CSR initiatives undertaken during the financial year 2015-16:

During the financial year 2015-16, the Company has spent Rs.5,935,180/- million on CSR activities.

The Annual Report on CSR Activities undertaken by Company during the financial year 2015-16, is annexed as Annexure 2 which forms part of this Report.

incorporations/ acquisitions

The financial year 2015-16 was an eventful year with many events taking place such as incorporations, acquisitions, mergers, omposite Scheme of Amalgamations and Arrangements.

Borderless Travel Services Limited and Jardin Travel Solutions Limited

During the financial year, your Company has incorporated two wholly owned subsidiary Companies with the name & style Borderless Travel Services Limited and Jardin Travel Solutions Limited on 25th August, 2015 and 1st September, 2015, respectively.

Sterling Holiday Resorts (india) Limited

The Board of Directors of the Company, Thomas Cook Insurance Services (India) Limited ("TCISIL") & Sterling Holiday Resorts (India) Limited ("SHRIL") have at their meetings held on 7th February, 2014 approved a composite scheme of arrangement and amalgamation ("Scheme") pursuant to which there was:

(i) a demerger of the resort and timeshare business from SHRIL to TCISIL; and (ii) amalgamation of residual SHRIL into the Company.

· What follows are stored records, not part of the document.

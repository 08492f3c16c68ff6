//! Daily Thought Viewer
//!
//! Client for browsing a remote collection of thoughts, built with Leptos
//! (WASM).
//!
//! # Features
//!
//! - Name/email login and signup against a remote document store
//! - One-at-a-time paging through text and image thoughts, with downloads
//! - Category filtering (all / text / images)
//! - A themed daily toast that rotates through quote, tip, and achievement
//!
//! # Architecture
//!
//! This is a client-side rendered (CSR) Leptos application that compiles to
//! WebAssembly. It has no server logic of its own; all persistence and
//! querying goes to the document store's REST API over HTTP, and the active
//! session lives in browser local storage.

use leptos::*;

mod api;
mod app;
mod components;
mod pages;
mod state;

fn main() {
    // Set up panic hook for better error messages in WASM
    console_error_panic_hook::set_once();

    // Mount the app to the document body
    mount_to_body(|| view! { <app::App /> });
}
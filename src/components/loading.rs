//! Loading Component
//!
//! Loading spinner shown while store fetches are in flight.

use leptos::*;

/// Full-width loading spinner
#[component]
pub fn Loading() -> impl IntoView {
    view! {
        <div class="flex items-center justify-center py-12">
            <div class="loading-spinner w-8 h-8" />
        </div>
    }
}
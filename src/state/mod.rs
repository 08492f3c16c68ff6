//! State Management
//!
//! Global application state, session persistence, daily content, and the
//! toast rotation timer.

pub mod daily;
pub mod global;
pub mod rotation;
pub mod session;

pub use daily::{build_toast_items, DailyContentDoc, DailyToastItem, ToastKind, ToastTheme};
pub use global::{provide_global_state, AppInfo, AuthMode, GlobalState, Thought, ThoughtFilter, ThoughtKind};
pub use rotation::ToastRotation;
pub use session::SessionUser;
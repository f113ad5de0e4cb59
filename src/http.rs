//! Transport primitives for gateway requests.
//!
//! [`ApiRequest`] describes a call relative to one of the configured base URLs and carries its
//! authentication mode. The gateway resolves it into a [`PreparedRequest`] (absolute URL plus
//! headers, including the bearer credential) and hands that to an [`HttpTransport`]. Transports
//! return every HTTP status as an [`ApiResponse`]; only failures that never produced a response
//! surface as [`TransportError`].

// std
#[cfg(feature = "reqwest")] use std::ops::Deref;
// crates.io
use ::http::{
	HeaderMap, HeaderName, HeaderValue, Method, StatusCode,
	header::{ACCEPT, AUTHORIZATION, CONTENT_TYPE, RETRY_AFTER},
};
use serde::de::DeserializeOwned;
use time::format_description::well_known::Rfc2822;
// self
use crate::{
	_prelude::*,
	auth::TokenSecret,
	config::GatewayConfig,
	error::{ConfigError, TransportError},
};

/// Boxed future returned by [`HttpTransport::execute`].
pub type TransportFuture<'a> =
	Pin<Box<dyn Future<Output = Result<ApiResponse, TransportError>> + 'a + Send>>;

/// Abstraction over HTTP stacks capable of executing gateway requests.
///
/// Implementations must be `Send + Sync + 'static` so one transport can be shared between the
/// gateway and its refresh endpoint client, and the futures they return must be `Send` so
/// gateway calls can hop executors.
pub trait HttpTransport
where
	Self: 'static + Send + Sync,
{
	/// Executes a fully prepared request. Non-success statuses are returned as responses.
	fn execute(&self, request: PreparedRequest) -> TransportFuture<'_>;
}

/// Which configured base URL a request path is resolved against.
#[derive(Clone, Copy, Debug, Default, PartialEq, Eq, Hash)]
pub enum ApiBase {
	/// Versioned REST API (`…/api/v1/`).
	#[default]
	Api,
	/// Authentication service root (`…/`), home of `auth/…` routes.
	Auth,
}

/// How the gateway authenticates a request.
#[derive(Clone, Copy, Debug, Default, PartialEq, Eq, Hash)]
pub enum AuthMode {
	/// Attach the stored access token and recover from 401 via refresh-and-replay.
	#[default]
	Bearer,
	/// Never attach credentials; 401 responses are returned as-is.
	Anonymous,
}

/// Caller-facing request descriptor.
#[derive(Clone, Debug)]
pub struct ApiRequest {
	/// HTTP method.
	pub method: Method,
	/// Base URL selector.
	pub base: ApiBase,
	/// Path relative to the selected base (a leading `/` is ignored).
	pub path: String,
	/// Query parameters appended in order.
	pub query: Vec<(String, String)>,
	/// Extra headers.
	pub headers: HeaderMap,
	/// Raw body bytes.
	pub body: Option<Vec<u8>>,
	/// Authentication mode.
	pub auth: AuthMode,
}
impl ApiRequest {
	/// Creates a bearer-mode request against the API base.
	pub fn new(method: Method, path: impl Into<String>) -> Self {
		Self {
			method,
			base: ApiBase::Api,
			path: path.into(),
			query: Vec::new(),
			headers: HeaderMap::new(),
			body: None,
			auth: AuthMode::Bearer,
		}
	}

	/// Shorthand for a `GET` request.
	pub fn get(path: impl Into<String>) -> Self {
		Self::new(Method::GET, path)
	}

	/// Shorthand for a `POST` request.
	pub fn post(path: impl Into<String>) -> Self {
		Self::new(Method::POST, path)
	}

	/// Shorthand for a `PUT` request.
	pub fn put(path: impl Into<String>) -> Self {
		Self::new(Method::PUT, path)
	}

	/// Shorthand for a `PATCH` request.
	pub fn patch(path: impl Into<String>) -> Self {
		Self::new(Method::PATCH, path)
	}

	/// Shorthand for a `DELETE` request.
	pub fn delete(path: impl Into<String>) -> Self {
		Self::new(Method::DELETE, path)
	}

	/// Resolves the path against `base` instead of the API base.
	pub fn on(mut self, base: ApiBase) -> Self {
		self.base = base;

		self
	}

	/// Switches the request to [`AuthMode::Anonymous`].
	pub fn anonymous(mut self) -> Self {
		self.auth = AuthMode::Anonymous;

		self
	}

	/// Appends a query parameter.
	pub fn query(mut self, key: impl Into<String>, value: impl Into<String>) -> Self {
		self.query.push((key.into(), value.into()));

		self
	}

	/// Adds or replaces a header.
	pub fn header(mut self, name: &str, value: &str) -> Result<Self> {
		let invalid = || ConfigError::InvalidHeader { name: name.to_owned() };
		let name_parsed = HeaderName::from_bytes(name.as_bytes()).map_err(|_| invalid())?;
		let value_parsed = HeaderValue::from_str(value).map_err(|_| invalid())?;

		self.headers.insert(name_parsed, value_parsed);

		Ok(self)
	}

	/// Serializes `body` as the JSON payload.
	pub fn json<T>(mut self, body: &T) -> Result<Self>
	where
		T: ?Sized + Serialize,
	{
		let bytes = serde_json::to_vec(body).map_err(ConfigError::RequestBody)?;

		self.headers.insert(CONTENT_TYPE, HeaderValue::from_static("application/json"));
		self.body = Some(bytes);

		Ok(self)
	}

	/// Resolves the descriptor into a transport-ready request carrying `bearer`, if any.
	pub fn prepare(
		&self,
		config: &GatewayConfig,
		bearer: Option<&TokenSecret>,
	) -> Result<PreparedRequest> {
		let mut url = config.resolve(self.base, &self.path)?;

		if !self.query.is_empty() {
			url.query_pairs_mut().extend_pairs(self.query.iter());
		}

		let mut headers = self.headers.clone();

		headers.entry(ACCEPT).or_insert_with(|| HeaderValue::from_static("application/json"));

		if let (AuthMode::Bearer, Some(token)) = (self.auth, bearer) {
			let value = HeaderValue::from_str(&token.bearer())
				.map_err(|_| ConfigError::InvalidHeader { name: AUTHORIZATION.to_string() })?;

			headers.insert(AUTHORIZATION, value);
		}

		Ok(PreparedRequest { method: self.method.clone(), url, headers, body: self.body.clone() })
	}
}

/// Transport-ready request with an absolute URL and final headers.
#[derive(Clone)]
pub struct PreparedRequest {
	/// HTTP method.
	pub method: Method,
	/// Absolute request URL.
	pub url: Url,
	/// Final header set, including `Authorization` when a bearer token applies.
	pub headers: HeaderMap,
	/// Raw body bytes.
	pub body: Option<Vec<u8>>,
}
impl PreparedRequest {
	/// Returns the bearer credential carried by the request, if any.
	pub fn bearer(&self) -> Option<&str> {
		self.headers.get(AUTHORIZATION)?.to_str().ok()?.strip_prefix("Bearer ")
	}
}
impl Debug for PreparedRequest {
	fn fmt(&self, f: &mut Formatter) -> FmtResult {
		f.debug_struct("PreparedRequest")
			.field("method", &self.method)
			.field("url", &self.url.as_str())
			.field("authorized", &self.headers.contains_key(AUTHORIZATION))
			.field("body_len", &self.body.as_ref().map(Vec::len))
			.finish()
	}
}

/// HTTP response captured by a transport.
#[derive(Clone, Debug)]
pub struct ApiResponse {
	/// HTTP status code.
	pub status: StatusCode,
	/// Response headers.
	pub headers: HeaderMap,
	/// Raw response body.
	pub body: Vec<u8>,
}
impl ApiResponse {
	/// Builds a response from its parts.
	pub fn new(status: StatusCode, headers: HeaderMap, body: impl Into<Vec<u8>>) -> Self {
		Self { status, headers, body: body.into() }
	}

	/// Returns `true` for 2xx statuses.
	pub fn is_success(&self) -> bool {
		self.status.is_success()
	}

	/// Returns `true` for 401 responses, the only status that triggers refresh-and-replay.
	pub fn is_unauthorized(&self) -> bool {
		self.status == StatusCode::UNAUTHORIZED
	}

	/// Lossy UTF-8 view of the body.
	pub fn text(&self) -> String {
		String::from_utf8_lossy(&self.body).into_owned()
	}

	/// Decodes the body as JSON regardless of status, reporting the failing path on error.
	pub fn json<T>(&self) -> Result<T>
	where
		T: DeserializeOwned,
	{
		let mut de = serde_json::Deserializer::from_slice(&self.body);

		serde_path_to_error::deserialize(&mut de)
			.map_err(|source| Error::Decode { status: self.status.as_u16(), source })
	}

	/// Requires a 2xx status, converting anything else into [`Error::Api`].
	pub fn error_for_status(self) -> Result<Self> {
		if self.is_success() {
			Ok(self)
		} else {
			Err(Error::Api {
				status: self.status.as_u16(),
				body: crate::error::body_preview(&self.body),
			})
		}
	}

	/// Parses the upstream `Retry-After` hint as a relative duration.
	pub fn retry_after(&self) -> Option<Duration> {
		parse_retry_after(&self.headers)
	}
}

/// Thin wrapper around [`ReqwestClient`] so shared HTTP behavior lives in one place.
#[cfg(feature = "reqwest")]
#[derive(Clone, Default)]
pub struct ReqwestTransport(pub ReqwestClient);
#[cfg(feature = "reqwest")]
impl ReqwestTransport {
	/// Wraps an existing reqwest [`ReqwestClient`].
	pub fn with_client(client: ReqwestClient) -> Self {
		Self(client)
	}

	/// Builds a client with a total per-request timeout.
	pub fn with_timeout(timeout: std::time::Duration) -> Result<Self, ConfigError> {
		Ok(Self(ReqwestClient::builder().timeout(timeout).build()?))
	}
}
#[cfg(feature = "reqwest")]
impl AsRef<ReqwestClient> for ReqwestTransport {
	fn as_ref(&self) -> &ReqwestClient {
		&self.0
	}
}
#[cfg(feature = "reqwest")]
impl Deref for ReqwestTransport {
	type Target = ReqwestClient;

	fn deref(&self) -> &Self::Target {
		&self.0
	}
}
#[cfg(feature = "reqwest")]
impl HttpTransport for ReqwestTransport {
	fn execute(&self, request: PreparedRequest) -> TransportFuture<'_> {
		let client = self.0.clone();

		Box::pin(async move {
			let PreparedRequest { method, url, headers, body } = request;
			let mut builder = client.request(method, url.clone()).headers(headers);

			if let Some(body) = body {
				builder = builder.body(body);
			}

			let response =
				builder.send().await.map_err(|e| TransportError::network(&url, e))?;
			let status = response.status();
			let headers = response.headers().to_owned();
			let body = response.bytes().await.map_err(|e| TransportError::network(&url, e))?;

			Ok(ApiResponse::new(status, headers, body.to_vec()))
		})
	}
}

fn parse_retry_after(headers: &HeaderMap) -> Option<Duration> {
	let value = headers.get(RETRY_AFTER)?;
	let raw = value.to_str().ok()?.trim();

	if let Ok(secs) = raw.parse::<u64>() {
		return Some(Duration::seconds(i64::try_from(secs).unwrap_or(i64::MAX)));
	}
	if let Ok(moment) = OffsetDateTime::parse(raw, &Rfc2822) {
		let delta = moment - OffsetDateTime::now_utc();

		if delta.is_positive() {
			return Some(delta);
		}
	}

	None
}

Pursuant to the scheme, (i) 116 equity shares of the Company were issued to the shareholders of SHRIL for every 100 equity shares held in SHRIL in consideration of the demerger of the resort and timeshare business of SHRIL from SHRIL to TCISIL; and (ii) 4 equity shares of the Company were issued to the shareholders of SHRIL for every 100 equity shares held in SHRIL in consideration of the amalgamation of residual SHRIL into the Company.

Pursuant to approval of Hon''ble High Court of Madras vide its Order dated 13th April, 2015 and the approval of Hon''ble High Court of Bombay vide its Order dated 2nd July, 2015, the above Scheme was implemented by allotting 4,86,57,929 equity shares of Rs.1/- each of the Company to the shareholders of SHRIL on 3rd September, 2015.

Pursuant to the requirement of the Scheme, there were 1855 fractional shares which were sold in the open market. The sale of shares generated net amount of Rs.366,514/- (after deduction of applicable charges, brokerage and taxes) which were distributed to the eligible shareholders as per their respective entitlements.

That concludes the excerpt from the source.